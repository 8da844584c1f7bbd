//! Per-request session lease.
//!
//! A [`Lease`] is a single-slot, lazily filled cache: the first
//! [`acquire`](Lease::acquire) copies a session from the parent factory and
//! applies the socket deadline; every later acquire returns the same handle.
//! [`release`](Lease::release) closes the handle exactly once, whether the
//! race was won or lost, and is a no-op when the handler never asked for a
//! session.

use std::sync::{Arc, Mutex};
use std::time::Duration;

use crate::session::{RawSession, SessionFactory};

struct Slot {
    session: Option<Arc<dyn RawSession>>,
    released: bool,
}

/// At-most-once session creation for the lifetime of one request.
pub(crate) struct Lease {
    parent: Arc<dyn SessionFactory>,
    timeout: Duration,
    slot: Mutex<Slot>,
}

impl Lease {
    pub(crate) fn new(parent: Arc<dyn SessionFactory>, timeout: Duration) -> Self {
        Self {
            parent,
            timeout,
            slot: Mutex::new(Slot { session: None, released: false }),
        }
    }

    /// Returns the request's session, creating it on the first call.
    ///
    /// Safe to call concurrently — the handler may resolve the capability
    /// from nested tasks. All callers observe the identical handle.
    pub(crate) fn acquire(&self) -> Arc<dyn RawSession> {
        let mut slot = self.slot.lock().expect("lease lock poisoned");
        if let Some(session) = &slot.session {
            return Arc::clone(session);
        }

        let session = self.parent.copy();
        // The socket deadline guarantees no single operation on this session
        // can outlive the configured request timeout.
        session.set_timeout(self.timeout);
        if slot.released {
            // The coordinator already tore the lease down; an abandoned
            // handler poll raced us here. Hand back a closed session rather
            // than leaking a live one.
            session.close();
        }
        slot.session = Some(Arc::clone(&session));
        session
    }

    /// Closes the session if one was ever created. Idempotent.
    pub(crate) fn release(&self) {
        let mut slot = self.slot.lock().expect("lease lock poisoned");
        if slot.released {
            return;
        }
        slot.released = true;
        if let Some(session) = &slot.session {
            session.close();
        }
    }
}

// Last-resort teardown. The coordinator releases explicitly right after the
// race, but the coordinator future itself can be cancelled mid-race — an
// enclosing guard's timeout aborts the task driving it, or hyper drops the
// dispatch future when the client disconnects. The last holder of the lease
// (often the abandoned handler's accessor) then closes the session here.
impl Drop for Lease {
    fn drop(&mut self) {
        self.release();
    }
}
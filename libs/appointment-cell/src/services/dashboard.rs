// libs/appointment-cell/src/services/dashboard.rs
use chrono::{DateTime, Datelike, Duration, NaiveDate, Timelike, Utc};
use serde::Serialize;
use tracing::{debug, instrument};
use uuid::Uuid;

use shared_config::DashboardConfig;

use crate::models::{
    utc_offset, Appointment, AppointmentError, AppointmentQuery, PeakHour, PrimaryCta, ScheduleGap,
    SessionUrgency,
};
use crate::services::calendar::{appointments_on, highlighted_days};
use crate::services::countdown::{minutes_until, session_label, time_remaining};
use crate::services::cta::select_primary_cta;
use crate::services::formatters::format_slot;
use crate::services::kpi::{kpi_report, KpiRange, KpiReport};
use crate::services::schedule::{find_gaps, peak_hour, utilization_percent};
use crate::services::suggestions::{gap_suggestions, next_appointment_suggestions, Suggestion};
use crate::services::view_filter::filter_appointments;

/// Check-in opens this long before the booked start.
pub const SESSION_LEAD_MINUTES: i64 = 5;

/// Records carry no client details.
const UNNAMED_CLIENT: &str = "your client";

/// Earliest appointment starting strictly after `now`.
pub fn next_upcoming(appointments: &[Appointment], now: DateTime<Utc>) -> Option<&Appointment> {
    appointments
        .iter()
        .filter(|appointment| appointment.starts_at > now)
        .min_by_key(|appointment| appointment.starts_at)
}

/// Appointment that finished most recently before `now`.
pub fn most_recent(appointments: &[Appointment], now: DateTime<Utc>) -> Option<&Appointment> {
    appointments
        .iter()
        .filter(|appointment| appointment.scheduled_end_time() < now)
        .max_by_key(|appointment| appointment.scheduled_end_time())
}

/// Whether `now` falls inside any session, counting the check-in lead time.
/// Both bounds are exclusive.
pub fn is_in_session(appointments: &[Appointment], now: DateTime<Utc>) -> bool {
    appointments.iter().any(|appointment| {
        let opens = appointment.starts_at - Duration::minutes(SESSION_LEAD_MINUTES);
        opens < now && now < appointment.scheduled_end_time()
    })
}

pub fn greeting(local_hour: u32) -> &'static str {
    match local_hour {
        0..=11 => "Good Morning",
        12..=17 => "Good Afternoon",
        _ => "Good Evening",
    }
}

#[derive(Debug, Clone, Serialize)]
#[serde(rename_all = "camelCase")]
pub struct NextAppointmentSummary {
    pub id: Uuid,
    pub starts_at: DateTime<Utc>,
    pub slot: String,
    pub minutes_until: i64,
    pub countdown: String,
    pub session_label: String,
    pub urgency: SessionUrgency,
    pub primary_cta: PrimaryCta,
}

impl NextAppointmentSummary {
    pub fn new(appointment: &Appointment, now: DateTime<Utc>) -> Self {
        let starts_at = appointment.starts_at_utc();
        let minutes = minutes_until(starts_at, now);

        Self {
            id: appointment.id,
            starts_at,
            slot: format_slot(appointment),
            minutes_until: minutes,
            countdown: time_remaining(Some(starts_at), now).unwrap_or_default(),
            session_label: session_label(minutes),
            urgency: SessionUrgency::from_minutes(minutes),
            primary_cta: select_primary_cta(minutes, appointment.mode, appointment.reminder_sent),
        }
    }
}

/// Everything a dashboard render needs, derived from one sampled `now`.
#[derive(Debug, Clone, Serialize)]
#[serde(rename_all = "camelCase")]
pub struct DashboardSnapshot {
    pub generated_at: DateTime<Utc>,
    pub today: NaiveDate,
    pub greeting: String,
    pub query: AppointmentQuery,
    pub next_appointment: Option<NextAppointmentSummary>,
    pub in_session: bool,
    pub visible: Vec<Appointment>,
    pub highlighted_days: Vec<NaiveDate>,
    pub gaps: Vec<ScheduleGap>,
    pub peak_hour: Option<PeakHour>,
    pub utilization_percent: u32,
    pub kpi: KpiReport,
    pub suggestions: Vec<Suggestion>,
}

impl DashboardSnapshot {
    #[instrument(skip(appointments, config), fields(count = appointments.len()))]
    pub fn build(
        appointments: &[Appointment],
        now: DateTime<Utc>,
        query: AppointmentQuery,
        config: &DashboardConfig,
    ) -> Result<Self, AppointmentError> {
        let offset = utc_offset(config.utc_offset_minutes)?;
        let local_now = now.with_timezone(&offset);
        let today = local_now.date_naive();

        let todays: Vec<Appointment> = appointments_on(today, appointments).cloned().collect();

        let visible = filter_appointments(appointments.iter().cloned(), query, now);
        let highlighted = highlighted_days(today.year(), today.month(), appointments)?;

        debug!(
            "Snapshot for {}: {} visible, {} booked today",
            today,
            visible.len(),
            todays.len()
        );

        let gaps = find_gaps(
            &todays,
            config.timeline_start_hour,
            config.timeline_end_hour,
            config.min_gap_minutes,
        );
        let next = next_upcoming(appointments, now);

        let mut suggestions = gaps
            .first()
            .map(|gap| gap_suggestions(gap, &todays, today))
            .unwrap_or_default();
        if let Some(appointment) = next {
            suggestions.extend(next_appointment_suggestions(appointment, UNNAMED_CLIENT, now));
        }

        Ok(Self {
            generated_at: now,
            today,
            greeting: greeting(local_now.hour()).to_string(),
            query,
            next_appointment: next.map(|appointment| NextAppointmentSummary::new(appointment, now)),
            in_session: is_in_session(appointments, now),
            visible,
            highlighted_days: highlighted,
            gaps,
            peak_hour: peak_hour(&todays),
            utilization_percent: utilization_percent(&todays),
            kpi: kpi_report(appointments, KpiRange::Today, now, config)?,
            suggestions,
        })
    }
}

____________________

Work instructions:
Scan the material above for the string "visible", returning each line that contains it.

Written solution:
    pub visible: Vec<Appointment>,
        let visible = filter_appointments(appointments.iter().cloned(), query, now);
            "Snapshot for {}: {} visible, {} booked today",
            visible.len(),
            visible,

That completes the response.